Nachdem der Pfad am nächsten Tag für einige Zeit durch Hochwald verläuft, wandern wir lange Zeit durch einen niedrigen, sehr dichten Wald voll dünner Bäumchen. Wahrscheinlich ist der weiße Sand in dem sie wurzeln, einfach zu nährstoffarm und wasserdurchlässig, als das "echter" Regenwald wachsen könnte. Es gibt hier auch einige große, grasbestandene Freiflächen.
Große Grasflächen sind in den Wald eingestreut
Ein Teil der Flächen ist abgebrannt
Tola und Dim zeigen mir einen Teich am Rande einer Graslandschaft. Wir finden nur wenige Wildspuren im Uferschlamm, aber im Grunde wäre das ein perfekter Platz für ein Versteck zur Wildbeobachtung. Zwar meinte Sonim, dass seit den Aktivitäten der Wildlife Alliance die Wilderei hier stark zurück gegangen sei, aber Wildfleisch gilt, ähnlich wie in Afrika als Delikatesse und erziehlt hohe Preise, daher fürchte ich, dass noch immer recht viel gejagt wird. Ich erkläre meinen Begleitern, dass diese Wasserstelle ein Magnet für Touristen wäre, wenn eines Tages wieder Elefanten hierher ohne Scheu zum Trinken kommen…
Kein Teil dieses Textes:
// ---------------------------------------------------------------------------
// Tests
// ---------------------------------------------------------------------------

#[cfg(test)]
mod tests {
    use super::*;
    use crate::model::IssueTemplate;
    use crate::state::StateVersion;

    const NOW: i64 = 1_000_000;

    fn predefined(id: &str, name: &str) -> MaterialityIssue {
        MaterialityIssue {
            id: IssueId::new(id),
            name: name.to_string(),
            description: format!("About {name}"),
            impact_relevance: 30.0,
            financial_relevance: 40.0,
            is_material: false,
            stakeholder_relevance: None,
            iro_selections: None,
        }
    }

    fn header(id: &str, name: &str) -> MaterialityIssue {
        MaterialityIssue {
            id: IssueId::new(id),
            name: name.to_string(),
            description: String::new(),
            impact_relevance: 0.0,
            financial_relevance: 0.0,
            is_material: false,
            stakeholder_relevance: None,
            iro_selections: None,
        }
    }

    fn store_with(issues: Vec<MaterialityIssue>) -> IssueStore {
        IssueStore::with_issues(TemplateCatalog::default(), issues, 32)
    }

    // === set_field ===

    #[test]
    fn set_field_updates_text_fields() {
        let mut store = store_with(vec![predefined("water", "Water")]);
        let id = IssueId::new("water");

        let effect = store
            .set_field(
                &id,
                IssueField::Name,
                &FieldValue::Text("Water use".into()),
                NOW,
            )
            .unwrap();

        assert_eq!(effect, StoreEffect::Applied(SaveClass::TextEdit));
        assert_eq!(store.get(&id).unwrap().name, "Water use");
        assert_eq!(store.version(), StateVersion::new(1));
    }

    #[test]
    fn set_field_coerces_and_clamps_scores() {
        let mut store = store_with(vec![predefined("water", "Water")]);
        let id = IssueId::new("water");

        store
            .set_field(
                &id,
                IssueField::ImpactRelevance,
                &FieldValue::Text(" 73.5 ".into()),
                NOW,
            )
            .unwrap();
        assert!((store.get(&id).unwrap().impact_relevance - 73.5).abs() < f64::EPSILON);

        store
            .set_field(
                &id,
                IssueField::FinancialRelevance,
                &FieldValue::Number(250.0),
                NOW,
            )
            .unwrap();
        assert!((store.get(&id).unwrap().financial_relevance - 100.0).abs() < f64::EPSILON);
    }

    #[test]
    fn set_field_rejects_bad_scores_without_mutating() {
        let mut store = store_with(vec![predefined("water", "Water")]);
        let id = IssueId::new("water");

        let err = store
            .set_field(
                &id,
                IssueField::ImpactRelevance,
                &FieldValue::Number(f64::NAN),
                NOW,
            )
            .unwrap_err();
        assert_eq!(err.code(), ErrorCode::InvalidFieldValue);

        let err = store
            .set_field(
                &id,
                IssueField::ImpactRelevance,
                &FieldValue::Text("high".into()),
                NOW,
            )
            .unwrap_err();
        assert_eq!(err.code(), ErrorCode::InvalidFieldValue);

        // Record and version untouched.
        assert!((store.get(&id).unwrap().impact_relevance - 30.0).abs() < f64::EPSILON);
        assert_eq!(store.version(), StateVersion::ZERO);
    }

    #[test]
    fn set_field_is_material_takes_strict_booleans_only() {
        let mut store = store_with(vec![predefined("water", "Water")]);
        let id = IssueId::new("water");

        store
            .set_field(&id, IssueField::IsMaterial, &FieldValue::Flag(true), NOW)
            .unwrap();
        assert!(store.get(&id).unwrap().is_material);

        // Truthy-looking non-booleans read as false.
        store
            .set_field(
                &id,
                IssueField::IsMaterial,
                &FieldValue::Text("true".into()),
                NOW,
            )
            .unwrap();
        assert!(!store.get(&id).unwrap().is_material);

        store
            .set_field(&id, IssueField::IsMaterial, &FieldValue::Number(1.0), NOW)
            .unwrap();
        assert!(!store.get(&id).unwrap().is_material);
    }

    #[test]
    fn set_field_is_material_records_a_stamped_op() {
        let mut store = store_with(vec![predefined("water", "Water")]);
        let id = IssueId::new("water");

        store
            .set_field(&id, IssueField::IsMaterial, &FieldValue::Flag(true), NOW)
            .unwrap();

        let op = store.ops().latest(&id).unwrap();
        assert_eq!(op.kind, OpKind::Select);
        assert_eq!(op.recorded_at_ms, NOW);
        assert_eq!(op.version, StateVersion::new(1));

        store
            .set_field(&id, IssueField::IsMaterial, &FieldValue::Flag(false), NOW + 10)
            .unwrap();
        let op = store.ops().latest(&id).unwrap();
        assert_eq!(op.kind, OpKind::Deselect);
        assert_eq!(op.version, StateVersion::new(2));
    }

    #[test]
    fn set_field_null_clears_optional_fields() {
        let mut store = store_with(vec![predefined("water", "Water")]);
        let id = IssueId::new("water");

        store
            .set_field(
                &id,
                IssueField::StakeholderRelevance,
                &FieldValue::Number(55.0),
                NOW,
            )
            .unwrap();
        assert_eq!(store.get(&id).unwrap().stakeholder_relevance, Some(55.0));

        store
            .set_field(
                &id,
                IssueField::StakeholderRelevance,
                &FieldValue::Json(serde_json::Value::Null),
                NOW,
            )
            .unwrap();
        assert_eq!(store.get(&id).unwrap().stakeholder_relevance, None);
    }

    #[test]
    fn set_field_passes_iro_selections_through() {
        let mut store = store_with(vec![predefined("water", "Water")]);
        let id = IssueId::new("water");
        let selections = serde_json::json!({"impacts": ["spill risk"]});

        store
            .set_field(
                &id,
                IssueField::IroSelections,
                &FieldValue::Json(selections.clone()),
                NOW,
            )
            .unwrap();
        assert_eq!(store.get(&id).unwrap().iro_selections, Some(selections));
    }

    #[test]
    fn set_field_on_header_is_a_no_op() {
        let mut store = store_with(vec![header("env", "Environment")]);
        let id = IssueId::new("env");

        let effect = store
            .set_field(&id, IssueField::IsMaterial, &FieldValue::Flag(true), NOW)
            .unwrap();

        assert_eq!(effect, StoreEffect::HeaderIgnored);
        assert_eq!(effect.save_class(), None);
        assert!(!store.get(&id).unwrap().is_material);
        assert_eq!(store.version(), StateVersion::ZERO);
        assert!(store.ops().is_empty());
    }

    #[test]
    fn set_field_unknown_id_errors() {
        let mut store = store_with(vec![]);
        let err = store
            .set_field(
                &IssueId::new("ghost"),
                IssueField::Name,
                &FieldValue::Text("x".into()),
                NOW,
            )
            .unwrap_err();
        assert_eq!(err.code(), ErrorCode::IssueNotFound);
    }

    // === add_issue ===

    #[test]
    fn add_issue_mints_a_custom_record() {
        let mut store = store_with(vec![]);

        let outcome = store.add_issue("Gestione rifiuti", "Waste handling", NOW);
        assert!(outcome.created);
        assert!(outcome.id.is_custom());
        assert_eq!(outcome.save_class(), Some(SaveClass::Explicit));

        let issue = store.get(&outcome.id).unwrap();
        assert!(issue.is_material);
        assert!((issue.impact_relevance - 50.0).abs() < f64::EPSILON);
        assert!((issue.financial_relevance - 50.0).abs() < f64::EPSILON);

        // The new selection is protected by a fresh op.
        assert_eq!(store.ops().latest(&outcome.id).unwrap().kind, OpKind::Select);
    }

    #[test]
    fn add_issue_dedups_against_matching_template() {
        let catalog = TemplateCatalog::new(vec![IssueTemplate::new(
            "waste",
            "Gestione rifiuti",
            "Waste handling",
        )]);
        let mut store = IssueStore::with_issues(
            catalog,
            vec![MaterialityIssue {
                id: IssueId::new("waste"),
                name: "Gestione rifiuti".to_string(),
                description: "Waste handling".to_string(),
                impact_relevance: 20.0,
                financial_relevance: 20.0,
                is_material: true,
                stakeholder_relevance: None,
                iro_selections: None,
            }],
            32,
        );

        let outcome = store.add_issue("Gestione rifiuti", "Waste handling", NOW);
        assert!(!outcome.created);
        assert_eq!(outcome.id, IssueId::new("waste"));
        assert_eq!(outcome.save_class(), None);
        assert_eq!(store.len(), 1);
    }

    #[test]
    fn add_issue_without_template_match_allows_duplicates() {
        let mut store = store_with(vec![]);

        let first = store.add_issue("Ad-hoc topic", "desc", NOW);
        let second = store.add_issue("Ad-hoc topic", "desc", NOW + 1);

        assert!(first.created);
        assert!(second.created);
        assert_ne!(first.id, second.id);
        assert_eq!(store.len(), 2);
    }

    #[test]
    fn add_issue_with_id_rejects_collisions() {
        let mut store = store_with(vec![]);
        let id = IssueId::new("custom-fixed");

        store
            .add_issue_with_id(id.clone(), "Topic", "desc", NOW)
            .unwrap();
        let err = store
            .add_issue_with_id(id.clone(), "Topic", "desc", NOW)
            .unwrap_err();
        assert_eq!(err.code(), ErrorCode::DuplicateIssueId);
        assert_eq!(store.len(), 1);
    }

    // === deselect ===

    #[test]
    fn deselect_keeps_predefined_records() {
        let mut store = store_with(vec![{
            let mut issue = predefined("water", "Water");
            issue.is_material = true;
            issue
        }]);
        let id = IssueId::new("water");

        let outcome = store.deselect(&id, NOW).unwrap();
        assert_eq!(outcome, DeselectOutcome::Deselected);
        assert_eq!(outcome.save_class(), Some(SaveClass::Explicit));

        let issue = store.get(&id).unwrap();
        assert!(!issue.is_material);
        assert_eq!(store.ops().latest(&id).unwrap().kind, OpKind::Deselect);
    }

    #[test]
    fn deselect_removes_custom_records_but_keeps_the_op() {
        let mut store = store_with(vec![]);
        let outcome = store.add_issue("Ad-hoc", "desc", NOW);
        let id = outcome.id;

        let outcome = store.deselect(&id, NOW + 100).unwrap();
        assert_eq!(outcome, DeselectOutcome::Removed);
        assert!(store.get(&id).is_none());
        assert!(store.is_empty());

        // The op survives so a stale reload cannot resurrect the record.
        assert_eq!(store.ops().latest(&id).unwrap().kind, OpKind::Deselect);
    }

    #[test]
    fn deselect_on_header_is_a_no_op() {
        let mut store = store_with(vec![header("env", "Environment")]);
        let outcome = store.deselect(&IssueId::new("env"), NOW).unwrap();
        assert_eq!(outcome, DeselectOutcome::HeaderIgnored);
        assert_eq!(store.len(), 1);
        assert_eq!(store.version(), StateVersion::ZERO);
    }

    #[test]
    fn deselect_unknown_id_errors() {
        let mut store = store_with(vec![]);
        let err = store.deselect(&IssueId::new("ghost"), NOW).unwrap_err();
        assert_eq!(err.code(), ErrorCode::IssueNotFound);
    }

    // === material_ids and adoption ===

    #[test]
    fn material_ids_skips_headers_and_unselected() {
        let mut selected = predefined("water", "Water");
        selected.is_material = true;
        let mut header_selected = header("env", "Environment");
        header_selected.is_material = true; // corrupt input, must be ignored

        let store = store_with(vec![
            selected,
            predefined("waste", "Waste"),
            header_selected,
        ]);

        let ids = store.material_ids();
        assert_eq!(ids.len(), 1);
        assert!(ids.contains(&IssueId::new("water")));
    }

    #[test]
    fn adopt_writes_pool_memberships_back() {
        use crate::partition::partition;
        use crate::state::ReconcileState;

        let mut store = store_with(vec![
            predefined("water", "Water"),
            predefined("waste", "Waste"),
            header("env", "Environment"),
        ]);

        let selected: BTreeSet<IssueId> = [IssueId::new("water")].into();
        let outcome = partition(
            store.issues(),
            &selected,
            &ReconcileState::default(),
            store.ops(),
            NOW,
            4_000,
        );
        store.adopt(&outcome);

        assert!(store.get(&IssueId::new("water")).unwrap().is_material);
        assert!(!store.get(&IssueId::new("waste")).unwrap().is_material);
        assert!(!store.get(&IssueId::new("env")).unwrap().is_material);
    }

    #[test]
    fn replace_issues_does_not_bump_the_version() {
        let mut store = store_with(vec![predefined("water", "Water")]);
        store
            .set_field(
                &IssueId::new("water"),
                IssueField::Name,
                &FieldValue::Text("Water use".into()),
                NOW,
            )
            .unwrap();
        assert_eq!(store.version(), StateVersion::new(1));

        store.replace_issues(vec![predefined("waste", "Waste")]);
        assert_eq!(store.version(), StateVersion::new(1));
        assert_eq!(store.len(), 1);
    }
}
Einige Sträucher am Rand der Freiflächen tragen essbare Früchte.
Essbare Früchte
Bereits am frühen Nachmittag erreichen wir den Trapeang Roung River. Hier, bei den Stromschnellen von Kibal Kampung hat das CBET Komitee eine weitere, große, offene Hütte errichtet. Die meisten Touristen die bisher nach Trapeang Roung kommen, übernachten hier. Es ist sowohl möglich auf direkter Strecke in einem Tag hierher zu wandern, oder aber mit einem Motorboot von Trapeang Roung flußaufwärts nach Kibal Kampung zu gelangen.
Ein älteres französisches Paar mit ihrer Mannschaft hat sich bereits unter dem Palmwedeldach eingerichtet. Da ich ja keine Hängematte dabei habe, ziehe ich es vor mein Zelt ausser Sichtweite in Flussnähe aufzuschlagen.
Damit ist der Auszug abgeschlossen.